The correlation analysis (e.g., PET results imaging vs clinical parameters) help to estimate the amount of grafted tissue needed. Nevertheless, the single case analysis is still of major importance; the “best results” collected from the pilot trials in PD or HD patients clearly indicate the theoretical goals to be reached, yet group results remain inconclusive. Single results can demonstrate that efforts are to be put forward to reproduce them, and to detect the reasons of “bad” results. These can be selection of patients (age and severity of disease) or technical procedures (the amount and the location of grafted tissue, etc.). The cohort analysis may indicate that a treatment can be introduced in therapy; single reports indicate that the tested treatment could be useful in the future.
GENE THERAPY AND THE LIMITS OF CELL THERAPY
Gene therapy raises specific technical as well as ethical concerns. In addition to many of the points analyzed before, the validation of the therapeutic gene, its vector and its administration to the patient are to be specifically addressed. The vector has to be standardized, its expression and the duration of expression must be checked, as well as the possibilities of specific side effects (e.g., tumor induction) are to be explored. As quoted before, indirect gene therapy has been introduced in pilot trials, using xenogenic cell lines implanted in semipermeable capsules.37 The security concerns about the treatment must be compared with the expected survival for a specific disease, e.g., gene therapy for glioblastoma. Presently, a trial has been launched in PD including direct brain injection of a viral vector expressing enzymes of levodopa synthesis, following positive preclinical results.42 Here, we reach the limits of cell therapy and go beyond, if we consider intrastriatal injections of glial-derived neurotrophic factor (GDNF) for PD.43 Interestingly, the evaluation criteria used in this trial are the same as those considered for cell therapy.
CONCLUSIONS
Although initial excitement was raised in the medical and scientific communities by pilot trials using adrenal autografts (1980s) and fetal allograft (1990s), two controlled trials in PD patients demonstrated negative results, with the conclusion that today, cell therapy cannot be recommended for PD. Nevertheless, trials are still in progress for diseases like HD, stroke, MS, cord transection, epilepsy, and others. Human knowledge about the biology of stem cells and precursor cells is growing and we have more and more evidence that cell therapy could be useful in “repairing” brain lesions, not only by survival and integration of grafted neurons, but also by stimulation of resident precursors already present within the CNS.30,31
The knowledge gathered from animal experiments is increasing, and several new directions may be taken. They can lead us to implant pure cell lines, with a reproducible amount, to get predicable clinical results, or to implant cells which are able to stimulate the intrinsic regenerative properties of the brain. The latter may not apply to diseases which directly affect all resident cells in the CNS (e.g., HD) but may be of critical importance for traumatic or vascular brain lesions. Finally, some of the trophic factors which may improve the survival of grafted cells could represent, per se, a therapeutic alternative (e.g., GDNF, reelin44). In a sense, their use means “to teach the brain to graft himself with its own cells.”

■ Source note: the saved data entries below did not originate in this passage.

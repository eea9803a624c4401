use std::fs::File;
use std::io::{BufReader, BufWriter, Write};
use std::path::{Path, PathBuf};
use std::process::ExitCode;

use anyhow::{Context, Result};
use clap::{Parser, Subcommand};
use tracing_subscriber::EnvFilter;

use rv32_trace::{
    compare, decode_listing, decode_record, parse_vhex32, read_records, GoldenRewriter, Step,
    TraceConfig, TraceRecord,
};

#[derive(Parser, Debug)]
#[command(author, version, about = "RV32 decode traces, golden-trace preprocessing and trace diffs", long_about=None)]
struct Cli {
    /// JSON config file (fetch_base, track_writeback)
    #[arg(long, value_name = "FILE", global = true)]
    config: Option<PathBuf>,
    /// Subcommand
    #[command(subcommand)]
    cmd: Command,
}

#[derive(Subcommand, Debug)]
enum Command {
    /// Print the [D] record for one instruction word
    Decode {
        /// Instruction word (hex)
        word: String,
        /// Fetch address (hex)
        addr: String,
    },
    /// Emit a [D] trace for every word of a text-hex memory image
    Listing {
        /// Memory image, one hex word per token
        #[arg(value_name = "VHEX32")]
        input: PathBuf,
        /// Address of the first word (hex); overrides the config
        #[arg(long)]
        base: Option<String>,
    },
    /// Rewrite don't-care register reads in a golden trace
    Golden {
        /// Golden trace file
        #[arg(value_name = "TRACE")]
        input: PathBuf,
        /// Use the reset register values throughout instead of tracking writebacks
        #[arg(long)]
        reset_only: bool,
    },
    /// Compare a trace against a golden one, ignoring don't-care fields
    Diff {
        /// Golden trace file
        golden: PathBuf,
        /// Trace under test
        test: PathBuf,
    },
}

fn parse_hex(s: &str) -> Result<u32> {
    let s = s.trim();
    let hex = s.strip_prefix("0x").or_else(|| s.strip_prefix("0X")).unwrap_or(s);
    u32::from_str_radix(hex, 16).with_context(|| format!("bad hex number `{s}`"))
}

fn load_trace(path: &Path) -> Result<Vec<TraceRecord>> {
    let file = File::open(path).with_context(|| format!("open {}", path.display()))?;
    read_records(BufReader::new(file))
        .map(|(n, rec)| rec.with_context(|| format!("{}:{n}", path.display())))
        .collect()
}

fn main() -> Result<ExitCode> {
    tracing_subscriber::fmt()
        .with_env_filter(EnvFilter::from_default_env())
        .with_writer(std::io::stderr)
        .init();

    let cli = Cli::parse();
    let cfg = match &cli.config {
        Some(path) => TraceConfig::load(path)?,
        None => TraceConfig::default(),
    };

    let stdout = std::io::stdout();
    let mut out = BufWriter::new(stdout.lock());

    match cli.cmd {
        Command::Decode { word, addr } => {
            let rec = decode_record(parse_hex(&word)?, parse_hex(&addr)?)?;
            writeln!(out, "{rec}")?;
        }
        Command::Listing { input, base } => {
            let base = base.as_deref().map(parse_hex).transpose()?;
            let cfg = cfg.with_overrides(base, false);
            let text = std::fs::read_to_string(&input)
                .with_context(|| format!("read {}", input.display()))?;
            let words = parse_vhex32(&text)?;
            for rec in decode_listing(&words, cfg.fetch_base) {
                writeln!(out, "{rec}")?;
            }
        }
        Command::Golden { input, reset_only } => {
            let file = File::open(&input).with_context(|| format!("open {}", input.display()))?;
            let cfg = cfg.with_overrides(None, reset_only);
            let mut rw = GoldenRewriter::new(cfg.track_writeback);
            // Records are streamed so a trailing garbage line past the end is never parsed
            for (n, rec) in read_records(BufReader::new(file)) {
                let rec = rec.with_context(|| format!("{}:{n}", input.display()))?;
                match rw.step(rec).with_context(|| format!("{}:{n}", input.display()))? {
                    Step::Emit(r) => writeln!(out, "{r}")?,
                    Step::Drop => {}
                    Step::End => break,
                }
            }
        }
        Command::Diff { golden, test } => {
            let report = compare(load_trace(&golden)?, load_trace(&test)?)?;
            for m in &report.mismatches {
                writeln!(out, "At least one error on line {}:", m.line)?;
                writeln!(out, "  Golden: {}", m.golden)?;
                writeln!(out, "  Yours:  {}", m.test)?;
                writeln!(out, "  Errors:")?;
                for (i, e) in m.errors.iter().enumerate() {
                    writeln!(out, "    Error {}: {e}", i + 1)?;
                }
            }
            writeln!(
                out,
                "Compared {} lines, {} errors",
                report.lines_compared,
                report.error_count()
            )?;
            out.flush()?;
            if !report.is_clean() {
                return Ok(ExitCode::FAILURE);
            }
        }
    }

    out.flush()?;
    Ok(ExitCode::SUCCESS)
}
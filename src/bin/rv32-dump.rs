use anyhow::{Context, Result};
use clap::Parser;
use tracing_subscriber::EnvFilter;

use rv32_decode::disasm::{fmt_decoded, Dump};
use rv32_decode::{Decoder, Rv32iDecoder};

#[derive(Parser, Debug)]
#[command(
    author,
    version,
    about = "Dump the fields of RV32 instruction words"
)]
struct Opts {
    /// Emit one JSON object per word instead of the text dump
    #[arg(long)]
    json: bool,
    /// Instruction words in hex (0x prefix optional)
    #[arg(value_name = "WORD", required = true)]
    words: Vec<String>,
}

fn parse_word(s: &str) -> Result<u32> {
    let s = s.trim();
    let hex = s.strip_prefix("0x").or_else(|| s.strip_prefix("0X")).unwrap_or(s);
    u32::from_str_radix(hex, 16).with_context(|| format!("bad instruction word `{s}`"))
}

fn main() -> Result<()> {
    tracing_subscriber::fmt()
        .with_env_filter(EnvFilter::from_default_env())
        .with_writer(std::io::stderr)
        .init();

    let opts = Opts::parse();
    let dec = Rv32iDecoder::new();

    let mut failed = false;
    for raw in &opts.words {
        let word = parse_word(raw)?;
        match dec.decode(word) {
            Ok(d) if opts.json => println!("{}", serde_json::to_string(&Dump::from(&d))?),
            Ok(d) => print!("{}", fmt_decoded(&d)),
            Err(e) => {
                eprintln!("{e}");
                failed = true;
            }
        }
    }

    anyhow::ensure!(!failed, "one or more words failed to decode");
    Ok(())
}
use std::path::Path;

use serde::{Deserialize, Serialize};

#[derive(thiserror::Error, Debug)]
pub enum ConfigError {
    #[error("Cannot read config {path}: {source}")]
    Io {
        path: String,
        #[source]
        source: std::io::Error,
    },
    #[error("Bad config {path}: {source}")]
    Parse {
        path: String,
        #[source]
        source: serde_json::Error,
    },
}

#[derive(Debug, Clone, Copy, PartialEq, Eq, Serialize, Deserialize)]
#[serde(default)]
pub struct TraceConfig {
    /// Address of the first word of a memory image
    pub fetch_base: u32,
    /// Keep a shadow register file from writeback records
    pub track_writeback: bool,
}

impl Default for TraceConfig {
    fn default() -> Self {
        Self {
            fetch_base: 0x0100_0000,
            track_writeback: true,
        }
    }
}

impl TraceConfig {
    pub fn load(path: &Path) -> Result<Self, ConfigError> {
        let text = std::fs::read_to_string(path).map_err(|source| ConfigError::Io {
            path: path.display().to_string(),
            source,
        })?;
        serde_json::from_str(&text).map_err(|source| ConfigError::Parse {
            path: path.display().to_string(),
            source,
        })
    }

    /// Apply command-line flags on top of the file values. `base` replaces
    /// `fetch_base` when given; `reset_only` turns writeback tracking off.
    pub fn with_overrides(mut self, base: Option<u32>, reset_only: bool) -> Self {
        if let Some(base) = base {
            self.fetch_base = base;
        }
        self.track_writeback &= !reset_only;
        self
    }
}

From a medical point of view, we have to transfer preclinical knowledge, ensuring a maximal security for the patients. This, as an ethical research, has to implement logical, comprehensive, highly controlled methods that need a complex organization. The transplantation teams should work as quickly as possible in the design of the trials, but must comply with, and not precede, the preclinical research.
REFERENCES
- 1.Polgar S, Morris ME, Reilly S, Bilney B, Sanberg PR. Reconstructive neurosurgery for Parkinson’s disease: a systematic review and preliminary meta-analysis. Brain Res Bull 60: 1–24, 2003. [DOI] [PubMed] [Google Scholar]
- 2.Schumacher JM, Ellias SA, Palmer EP, Kott HS, Dinsmore J, Dempsey PK, Fischman AJ, Thomas C, Feldman RG, Kassissieh S, Raineri R, Manhart C, Penney D, Fink JS, Isacson O. Transplantation of embryonic porcine mesencephalic tissue in patients with PD. Neurology 54: 1042–1050, 2000. [DOI] [PubMed] [Google Scholar]

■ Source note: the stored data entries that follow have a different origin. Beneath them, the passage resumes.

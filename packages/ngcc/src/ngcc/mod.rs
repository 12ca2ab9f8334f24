//! Angular Compatibility Compiler (ngcc)
//!
//! Corresponds to packages/compiler-cli/src/ngcc

pub mod src;

pub use src::{config, host, parsing};

#[cfg(test)]
mod test;
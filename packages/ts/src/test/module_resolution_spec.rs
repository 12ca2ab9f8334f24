use crate::module_resolution::{dirname, is_relative_specifier, normalize_path, resolve_module_name};
use crate::testing::InMemoryCompilerHost;

#[test]
fn should_recognise_relative_specifiers() {
    assert!(is_relative_specifier("./a"));
    assert!(is_relative_specifier("../a"));
    assert!(is_relative_specifier("."));
    assert!(!is_relative_specifier("@angular/core"));
    assert!(!is_relative_specifier("tslib"));
}

#[test]
fn should_normalize_paths() {
    assert_eq!(normalize_path("/a/./b/../c"), "/a/c");
    assert_eq!(normalize_path("/a//b/"), "/a/b");
    assert_eq!(normalize_path("../x"), "../x");
    assert_eq!(dirname("/src/index.js"), "/src");
    assert_eq!(dirname("/index.js"), "/");
}

#[test]
fn should_try_extensions_then_index_files() {
    let host = InMemoryCompilerHost::with_files([
        ("/src/a.ts", ""),
        ("/src/b.js", ""),
        ("/src/lib/index.d.ts", ""),
    ]);
    assert_eq!(
        resolve_module_name("./a", "/src/main.ts", &host).as_deref(),
        Some("/src/a.ts")
    );
    assert_eq!(
        resolve_module_name("./b.js", "/src/main.ts", &host).as_deref(),
        Some("/src/b.js")
    );
    assert_eq!(
        resolve_module_name("../src/lib", "/src/main.ts", &host).as_deref(),
        Some("/src/lib/index.d.ts")
    );
    assert_eq!(resolve_module_name("./missing", "/src/main.ts", &host), None);
}

#[test]
fn should_leave_package_specifiers_unresolved() {
    let host = InMemoryCompilerHost::with_files([("/node_modules/tslib/index.js", "")]);
    assert_eq!(resolve_module_name("tslib", "/main.js", &host), None);
}
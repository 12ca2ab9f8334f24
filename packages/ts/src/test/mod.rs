mod module_resolution_spec;
mod type_checker_spec;
use ts::testing::InMemoryCompilerHost;
use ts::{Declaration, Expression, Program};

use crate::ngtsc::reflection::{DecoratorIdentifier, Import, ReflectionHost, TypeScriptReflectionHost};

const SOURCE: &str = r#"
import { Component, Input as In } from '@angular/core';
import * as core from '@angular/core';
import { Local } from './local';

@Component({ selector: 'test-cmp', template: '' })
export class TestCmp {
    @In() value: string;
}

@core.Directive()
@Local
export class Namespaced {}

@notImported()
export class Unknown {}

export class Plain {}

export function helper() {}
"#;

struct TestProgram {
    program: Program,
}

impl TestProgram {
    fn new(source: &str) -> Self {
        let host = InMemoryCompilerHost::with_files([("/test.ts", source), ("/local.ts", "export function Local() {}")]);
        let program = host.create_program(&["/test.ts"]).unwrap();
        assert!(
            program.get_syntactic_diagnostics().is_empty(),
            "Parse errors: {:?}",
            program.get_syntactic_diagnostics()
        );
        Self { program }
    }

    fn host(&self) -> TypeScriptReflectionHost<'_> {
        TypeScriptReflectionHost::new(self.program.get_type_checker())
    }

    fn find_declaration(&self, name: &str) -> &Declaration {
        let source_file = self.program.get_source_file("/test.ts").unwrap();
        let symbol = self.program.symbol(source_file.local(name).unwrap()).unwrap();
        self.program.declaration(symbol.declarations[0]).unwrap()
    }
}

mod get_decorators_of_declaration {
    use super::*;

    #[test]
    fn should_read_decorator_calls_and_their_imports() {
        let test = TestProgram::new(SOURCE);
        let decorators = test
            .host()
            .get_decorators_of_declaration(test.find_declaration("TestCmp"))
            .unwrap();

        assert_eq!(decorators.len(), 1);
        let decorator = &decorators[0];
        assert_eq!(decorator.name, "Component");
        assert_eq!(
            decorator.identifier,
            Some(DecoratorIdentifier {
                name: "Component".to_string(),
                module_name: None
            })
        );
        assert_eq!(
            decorator.import,
            Some(Import {
                name: "Component".to_string(),
                from: "@angular/core".to_string()
            })
        );
        let args = decorator.args.as_ref().unwrap();
        assert_eq!(
            args[0].property("selector"),
            Some(&Expression::StringLiteral("test-cmp".to_string()))
        );
    }

    #[test]
    fn should_resolve_namespaced_and_bare_decorators() {
        let test = TestProgram::new(SOURCE);
        let decorators = test
            .host()
            .get_decorators_of_declaration(test.find_declaration("Namespaced"))
            .unwrap();

        assert_eq!(decorators.len(), 2);
        assert_eq!(decorators[0].name, "Directive");
        assert_eq!(
            decorators[0].import,
            Some(Import {
                name: "Directive".to_string(),
                from: "@angular/core".to_string()
            })
        );
        assert_eq!(decorators[0].args, Some(Vec::new()));

        assert_eq!(decorators[1].name, "Local");
        assert_eq!(decorators[1].args, None);
        assert_eq!(
            decorators[1].import,
            Some(Import {
                name: "Local".to_string(),
                from: "./local".to_string()
            })
        );
    }

    #[test]
    fn should_keep_decorators_that_are_not_imported() {
        let test = TestProgram::new(SOURCE);
        let decorators = test
            .host()
            .get_decorators_of_declaration(test.find_declaration("Unknown"))
            .unwrap();

        assert_eq!(decorators[0].name, "notImported");
        assert_eq!(decorators[0].import, None);
    }

    #[test]
    fn should_return_none_without_decorators() {
        let test = TestProgram::new(SOURCE);
        let host = test.host();

        assert_eq!(host.get_decorators_of_declaration(test.find_declaration("Plain")), None);
        assert_eq!(host.get_decorators_of_declaration(test.find_declaration("helper")), None);
    }
}

mod get_import_of_identifier {
    use super::*;

    #[test]
    fn should_report_the_exported_name_of_renamed_imports() {
        let test = TestProgram::new(SOURCE);
        let source_file = test.program.get_source_file("/test.ts").unwrap();

        assert_eq!(
            test.host().get_import_of_identifier("In", source_file),
            Some(Import {
                name: "Input".to_string(),
                from: "@angular/core".to_string()
            })
        );
        assert_eq!(test.host().get_import_of_identifier("core", source_file), None);
        assert_eq!(test.host().get_import_of_identifier("TestCmp", source_file), None);
    }
}

mod is_class {
    use super::*;

    #[test]
    fn should_only_accept_class_declarations() {
        let test = TestProgram::new(SOURCE);
        let host = test.host();

        assert!(host.is_class(test.find_declaration("Plain")));
        assert!(!host.is_class(test.find_declaration("helper")));
    }
}
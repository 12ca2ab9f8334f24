pub mod host;
pub mod typescript;
pub mod util;
use ts::SourceFile;

use super::decorated_class::DecoratedClass;

/// The decorated classes physically declared in one source file.
#[derive(Debug, Clone, PartialEq)]
pub struct DecoratedFile<'a> {
    pub source_file: &'a SourceFile,
    /// In the order they were accepted.
    pub decorated_classes: Vec<DecoratedClass<'a>>,
}

impl<'a> DecoratedFile<'a> {
    pub fn new(source_file: &'a SourceFile) -> Self {
        Self {
            source_file,
            decorated_classes: Vec::new(),
        }
    }

    pub fn file_name(&self) -> &'a str {
        self.source_file.file_name()
    }
}
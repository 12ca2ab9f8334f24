use ts::{Declaration, DeclarationKind, Expression, SourceFile, Statement, TypeChecker};

use super::esm2015_host::Esm2015ReflectionHost;
use super::ngcc_host::{ClassLike, NgccReflectionHost};
use crate::ngtsc::reflection::{Decorator, Import, ReflectionHost};

/// Reflects over ES5 bundles, where classes are downleveled into an IIFE:
///
/// ```js
/// var CommonModule = (function () {
///   function CommonModule() {}
///   CommonModule.decorators = [{ type: NgModule, args: [{}] }];
///   return CommonModule;
/// }());
/// ```
///
/// Anything the ES2015 host recognises is recognised here too.
#[derive(Debug, Clone, Copy)]
pub struct Esm5ReflectionHost<'a> {
    esm2015_host: Esm2015ReflectionHost<'a>,
}

impl<'a> Esm5ReflectionHost<'a> {
    pub fn new(checker: &'a dyn TypeChecker) -> Self {
        Self {
            esm2015_host: Esm2015ReflectionHost::new(checker),
        }
    }
}

/// Statements of `(function () { ... }())` or `(function (_super) { ... }(Base))`.
fn get_iife_body(expression: &Expression) -> Option<&[Statement]> {
    let Expression::Call { callee, .. } = expression else {
        return None;
    };
    let Expression::Function(function) = callee.as_ref() else {
        return None;
    };
    if function.is_arrow {
        return None;
    }
    function.body.as_deref()
}

impl<'a> ReflectionHost<'a> for Esm5ReflectionHost<'a> {
    fn get_decorators_of_declaration(
        &self,
        declaration: &'a Declaration,
    ) -> Option<Vec<Decorator<'a>>> {
        let class = self.get_class_declaration(declaration)?;
        match class {
            ClassLike::Class(_) => self.esm2015_host.get_decorators_of_declaration(declaration),
            ClassLike::Downleveled { body, .. } => {
                let name = declaration.name()?;
                let source_file: &'a SourceFile = self
                    .esm2015_host
                    .checker()
                    .get_source_file_of_declaration(declaration)?;
                self.esm2015_host.find_decorators(
                    name,
                    class,
                    &[body, source_file.statements.as_slice()],
                    source_file,
                )
            }
        }
    }

    fn get_import_of_identifier(&self, name: &str, source_file: &'a SourceFile) -> Option<Import> {
        self.esm2015_host.get_import_of_identifier(name, source_file)
    }

    fn is_class(&self, declaration: &'a Declaration) -> bool {
        self.get_class_declaration(declaration).is_some()
    }
}

impl<'a> NgccReflectionHost<'a> for Esm5ReflectionHost<'a> {
    fn get_class_declaration(&self, declaration: &'a Declaration) -> Option<ClassLike<'a>> {
        if let Some(class) = self.esm2015_host.get_class_declaration(declaration) {
            return Some(class);
        }
        let DeclarationKind::Variable(variable) = &declaration.kind else {
            return None;
        };
        let name = variable.name.as_identifier()?;
        let body = get_iife_body(variable.initializer.as_ref()?.skip_assignments())?;
        let constructor = body.iter().find_map(|statement| match statement {
            Statement::Function(function) if function.name.as_deref() == Some(name) => Some(function),
            _ => None,
        })?;
        Some(ClassLike::Downleveled { constructor, body })
    }
}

- 3.Bjorklund A, Lindvall O. Cell replacement therapies for central nervous system disorders. Nat Neurosci 3: 537–544, 2000. [DOI] [PubMed] [Google Scholar]
- 4.Dunnet S. Transplantation of embryonic dopamine neurons: what we know from rats. J Neurol 238: 65–74, 1991. [DOI] [PubMed] [Google Scholar]
- 5.Folkerth RD, Durso R. Survival and proliferation of non-neural tissue with obstruction of cerebral ventricles in a parkinsonian patient treated with fetal allograft. Neurology 46: 1219–1224, 1996. [DOI] [PubMed] [Google Scholar]
- 6.Shulkin DJ, Kinosian B, Glick H, Sirio C, Glen-Puschett C, Daly J. Explaining cost variations in clinical trials using severity of illness measures. Clin Perform Qual Health Care 1: 134–137, 1993. [PubMed] [Google Scholar]
- 7.Brooks DJ, Salmon EP, Mathias CJ et al. The relationship between locomotor disability, autonomic dysfunction, and the integrity of the striatal dopaminergic system in patients with multiple system atrophy, pure autonomic failure, and Parkinson’s disease, studied with PET. Brain 113: 1539–1552, 1990. [DOI] [PubMed] [Google Scholar]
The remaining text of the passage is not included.